We therefore hold that where a permittee has deviated from a formula, the Administrator, in order validly to issue a citation and revoke the permit on that ground under section 9, title 2 of the act, must also have, as an ingredient to his right of action, reason to believe that the deviation was not made in good faith. But here we stop and that is the extent of this decision. We are anxious that the law of this case should not be confused with the law of the Jean Chemical Company Case. Stein v. Doran, Pro. Com. (C.C.A.) 46 F.2d 738. Here we are dealing with deviations from a formula and the Administrator's reason to believe bad faith of the permittee as a condition precedent to the issuance of a citation. There we were dealing with a situation in which these preliminary essentials had been met and a valid citation had been issued and where, accordingly, the Administrator at the hearing had only to prove a violation of the regulations by proving a deviation from the formula, whereupon the burden of proving good faith in the deviation shifted to and rested upon the permittee.

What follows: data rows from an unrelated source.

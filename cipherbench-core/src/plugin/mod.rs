// SPDX-License-Identifier: Apache-2.0
// Copyright 2025 Ankit Kumar Pandey

//! Transform plugin contract and the built-in encryption plugins.
//!
//! A plugin exposes a forward transform (`plaintext -> artifact`) and its
//! inverse. Plugins hold no global state: key material is handed to them by
//! the [`KeyStore`](crate::keys::KeyStore) at construction.

mod symmetric;
mod blowfish;
mod dh;
mod ecies;

pub use symmetric::{AeadPlugin, AesGcmPlugin, ChaCha20Poly1305Plugin, XChaCha20Poly1305Plugin};
pub use blowfish::BlowfishPlugin;
pub use dh::DiffieHellmanPlugin;
pub use ecies::EciesP256Plugin;

use crate::error::{TransformError, TransformResult};
use crate::types::AlgorithmId;

/// Output of one forward transform.
#[derive(Debug, Clone, PartialEq, Eq)]
pub struct Transformed {
    /// The artifact bytes.
    pub output: Vec<u8>,
    /// Artifact size in bytes.
    pub size: usize,
}

impl Transformed {
    pub fn new(output: Vec<u8>) -> Self {
        let size = output.len();
        Self { output, size }
    }
}

/// A reversible data transform under benchmark.
pub trait TransformPlugin: Send + Sync {
    /// Algorithm this plugin implements.
    fn algorithm(&self) -> AlgorithmId;

    /// Forward transform. Fails with `Encoding` if `plaintext` is not UTF-8.
    fn transform(&self, plaintext: &[u8]) -> TransformResult<Transformed>;

    /// Inverse transform. Fails with `Integrity` on authentication failure and
    /// `Format` on malformed framing.
    fn inverse(&self, artifact: &[u8]) -> TransformResult<Vec<u8>>;
}

impl std::fmt::Debug for dyn TransformPlugin {
    fn fmt(&self, f: &mut std::fmt::Formatter<'_>) -> std::fmt::Result {
        f.debug_struct("TransformPlugin")
            .field("algorithm", &self.algorithm())
            .finish()
    }
}

/// Reject input that is not UTF-8 text.
fn require_utf8(data: &[u8], what: &str) -> TransformResult<()> {
    std::str::from_utf8(data)
        .map(|_| ())
        .map_err(|e| TransformError::Encoding {
            reason: format!("{} is not valid UTF-8: {}", what, e),
        })
}

#[cfg(test)]
mod tests {
    use super::*;

    #[test]
    fn test_transformed_size_matches_output() {
        let t = Transformed::new(vec![1, 2, 3]);
        assert_eq!(t.size, 3);
    }

    #[test]
    fn test_require_utf8() {
        assert!(require_utf8("héllo".as_bytes(), "plaintext").is_ok());
        let err = require_utf8(&[0xff, 0xfe], "plaintext").unwrap_err();
        assert!(matches!(err, TransformError::Encoding { .. }));
        assert!(err.to_string().contains("plaintext"));
    }
}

One ground for revocation, occurring about the time the citation issued, on which the Administrator insistently relied was a circumstance involving, as he says, misconduct of Barr which indicated unfitness of his company longer to have permits for the withdrawal of alcohol. It was briefly as follows:
On November 17, 1928, Barr learned that the Administrator intended to revoke his company's permits. He at once went to Pittsburgh for the purpose of seeing the Assistant prohibition Administrator about it. He called him by telephone and succeeded in making an appointment for the next day. In this telephone conversation barr told the Assistant Administrator that on that night he was going to have a conference at his hotel with a young attorney who was retiring from the prohibition office, which had been arranged by a mutual friend. He did not know his name. The Assistant Administrator thereupon secured a room next to the room which Barr occupied in the hotel and installed agents to listen in relays at the keyhole to all conversations which should occur in Barr's room. In due course the young attorney, who, though he had resigned, was still connected with the Administrator's office, came in and, after being introduced, offered Barr his professional services in the matter of the citation, which after some conversation Barr definitely declined. It is plain from the testimony that the interview was solicited by the attorney, not by Barr, and that Barr did not avail himself of the attorney's imprudent offer. Indeed, we find nothing sinister in this transaction, particularly as Barr himself and apprised the Assistant Administrator of the proposed conference. Unfortunately for Barr, however, he expressed to the young attorney his views about the Assistant Administrator which were heard by the man at the keyhole and reported to that official. When one secretly listens or causes others to listen to a private conversation, he should not complain if it is not complimentary to him. At all events, Barr's personal opinion of the Assistant Administrator, while offensive to that officer, was not an offense against the National Prohibition Act, nor was it a ground for the revocation of the company's permits.
The decree of the District Court is affirmed.